Expression of Bcl-2 and microRNAs in cardiac tissues of patients with dilated cardiomyopathy.

Dilated cardiomyopathy (DCM) is associated with sudden cardiac death and heart failure, resulting in a significant medical burden. The mechanisms underlying the pathogenesis of DCM remain elusive. In the present study, human cardiac tissues from patients with DCM and healthy donors were collected and their pathology was examined. The expression levels of apoptosis regulator Bcl-2 and fibrosis-associated microRNAs were also evaluated. Extensive myocardial fibrosis and apoptosis in DCM cardiac tissues was observed.
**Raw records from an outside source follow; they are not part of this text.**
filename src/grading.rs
use regex::RegexBuilder;

/// Auto-grading key for a short-answer question. A question may carry an
/// exact-match reference, a full-string regex pattern, both, or neither.
#[derive(Debug, Clone, Default)]
pub struct ShortAnswerKey<'a> {
    pub reference: Option<&'a str>,
    pub pattern: Option<&'a str>,
    pub case_sensitive: bool,
}

/// Grade a short answer against its key.
///
/// Returns `Some(true)`/`Some(false)` when the question is auto-gradable and
/// `None` when it carries neither reference nor pattern (pending manual
/// review). Submitted text is compared exactly as entered; no trimming.
/// A malformed pattern never surfaces as an error, it simply does not match.
pub fn grade_short_answer(key: &ShortAnswerKey<'_>, submitted: &str) -> Option<bool> {
    let mut verdict: Option<bool> = None;

    if let Some(reference) = key.reference {
        verdict = Some(if key.case_sensitive {
            submitted == reference
        } else {
            submitted.to_lowercase() == reference.to_lowercase()
        });
    }

    if verdict != Some(true) {
        if let Some(pattern) = key.pattern {
            verdict = Some(full_match(pattern, submitted, key.case_sensitive));
        }
    }

    verdict
}

/// Full-string regex match. The pattern is anchored so partial matches do
/// not count; an invalid pattern yields false.
fn full_match(pattern: &str, text: &str, case_sensitive: bool) -> bool {
    let anchored = format!("^(?:{})$", pattern);
    match RegexBuilder::new(&anchored)
        .case_insensitive(!case_sensitive)
        .build()
    {
        Ok(re) => re.is_match(text),
        Err(_) => false,
    }
}

/// Grade a multiple-choice selection. `selected_is_correct` is the stored
/// flag of the chosen option, or `None` when nothing (or an unknown choice)
/// was selected.
pub fn grade_choice(selected_is_correct: Option<bool>) -> bool {
    selected_is_correct.unwrap_or(false)
}

/// Points awarded for one question.
pub fn points_awarded(correct: Option<bool>, points: i64) -> i64 {
    if correct == Some(true) {
        points
    } else {
        0
    }
}

/// Final reported score: automatic points plus the instructor's manual
/// overlay, summed. Never averaged as percentages.
pub fn final_score(auto_score: i64, manual_score: Option<i64>) -> i64 {
    auto_score + manual_score.unwrap_or(0)
}

#[cfg(test)]
mod tests {
    use super::*;

    fn key<'a>(
        reference: Option<&'a str>,
        pattern: Option<&'a str>,
        case_sensitive: bool,
    ) -> ShortAnswerKey<'a> {
        ShortAnswerKey {
            reference,
            pattern,
            case_sensitive,
        }
    }

    #[test]
    fn exact_match_case_insensitive() {
        let k = key(Some("Paris"), None, false);
        assert_eq!(grade_short_answer(&k, "paris"), Some(true));
        assert_eq!(grade_short_answer(&k, "PARIS"), Some(true));
        assert_eq!(grade_short_answer(&k, "London"), Some(false));
    }

    #[test]
    fn exact_match_case_sensitive() {
        let k = key(Some("Paris"), None, true);
        assert_eq!(grade_short_answer(&k, "Paris"), Some(true));
        assert_eq!(grade_short_answer(&k, "paris"), Some(false));
    }

    #[test]
    fn no_trimming_policy() {
        let k = key(Some("Paris"), None, false);
        assert_eq!(grade_short_answer(&k, "PARIS "), Some(false));
        assert_eq!(grade_short_answer(&k, " paris"), Some(false));
    }

    #[test]
    fn regex_full_match_not_substring() {
        let k = key(None, Some(r"\d+"), false);
        assert_eq!(grade_short_answer(&k, "42"), Some(true));
        assert_eq!(grade_short_answer(&k, "42 apples"), Some(false));
        assert_eq!(grade_short_answer(&k, "x42"), Some(false));
    }

    #[test]
    fn regex_case_flag() {
        let k = key(None, Some("h2o|water"), false);
        assert_eq!(grade_short_answer(&k, "H2O"), Some(true));
        let strict = key(None, Some("h2o|water"), true);
        assert_eq!(grade_short_answer(&strict, "H2O"), Some(false));
        assert_eq!(grade_short_answer(&strict, "water"), Some(true));
    }

    #[test]
    fn malformed_pattern_is_incorrect_not_error() {
        let k = key(None, Some(r"([unclosed"), false);
        assert_eq!(grade_short_answer(&k, "anything"), Some(false));
    }

    #[test]
    fn reference_miss_falls_through_to_pattern() {
        let k = key(Some("four"), Some(r"4"), false);
        assert_eq!(grade_short_answer(&k, "four"), Some(true));
        assert_eq!(grade_short_answer(&k, "4"), Some(true));
        assert_eq!(grade_short_answer(&k, "five"), Some(false));
    }

    #[test]
    fn no_mechanism_is_pending() {
        let k = key(None, None, false);
        assert_eq!(grade_short_answer(&k, "essay text"), None);
    }

    #[test]
    fn choice_grading() {
        assert!(grade_choice(Some(true)));
        assert!(!grade_choice(Some(false)));
        assert!(!grade_choice(None));
    }

    #[test]
    fn points_and_final_score() {
        assert_eq!(points_awarded(Some(true), 10), 10);
        assert_eq!(points_awarded(Some(false), 10), 0);
        assert_eq!(points_awarded(None, 10), 0);
        assert_eq!(final_score(7, Some(3)), 10);
        assert_eq!(final_score(7, None), 7);
    }
}
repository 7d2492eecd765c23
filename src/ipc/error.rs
use serde_json::json;

pub fn ok(id: &str, result: serde_json::Value) -> serde_json::Value {
    json!({
        "id": id,
        "ok": true,
        "result": result
    })
}

pub fn err(
    id: &str,
    code: &str,
    message: impl Into<String>,
    details: Option<serde_json::Value>,
) -> serde_json::Value {
    let mut error = json!({
        "code": code,
        "message": message.into(),
    });
    if let Some(d) = details {
        error["details"] = d;
    }
    json!({
        "id": id,
        "ok": false,
        "error": error,
    })
}
mod error;
mod handlers;
mod router;
mod types;

pub use router::handle_request;
pub use types::{AppState, Request};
As demonstrated by western blotting, reverse transcription-quantitative polymerase chain reaction and immunohistochemistry, the expression of Bcl‑2 was significantly increased in the apex, and the left and right ventricle of the heart in patients with DCM. In the specified locations, it was identified that miR‑21 was upregulated, while members of miR‑29 family (miR‑29a, miR‑29b and miR‑29c) and miR‑133 family (miR-133a and miR-133b) were downregulated. The present study suggested that Bcl‑2 and specific microRNAs may be involved in DCM pathogenesis, with a potential implication as therapeutic targets.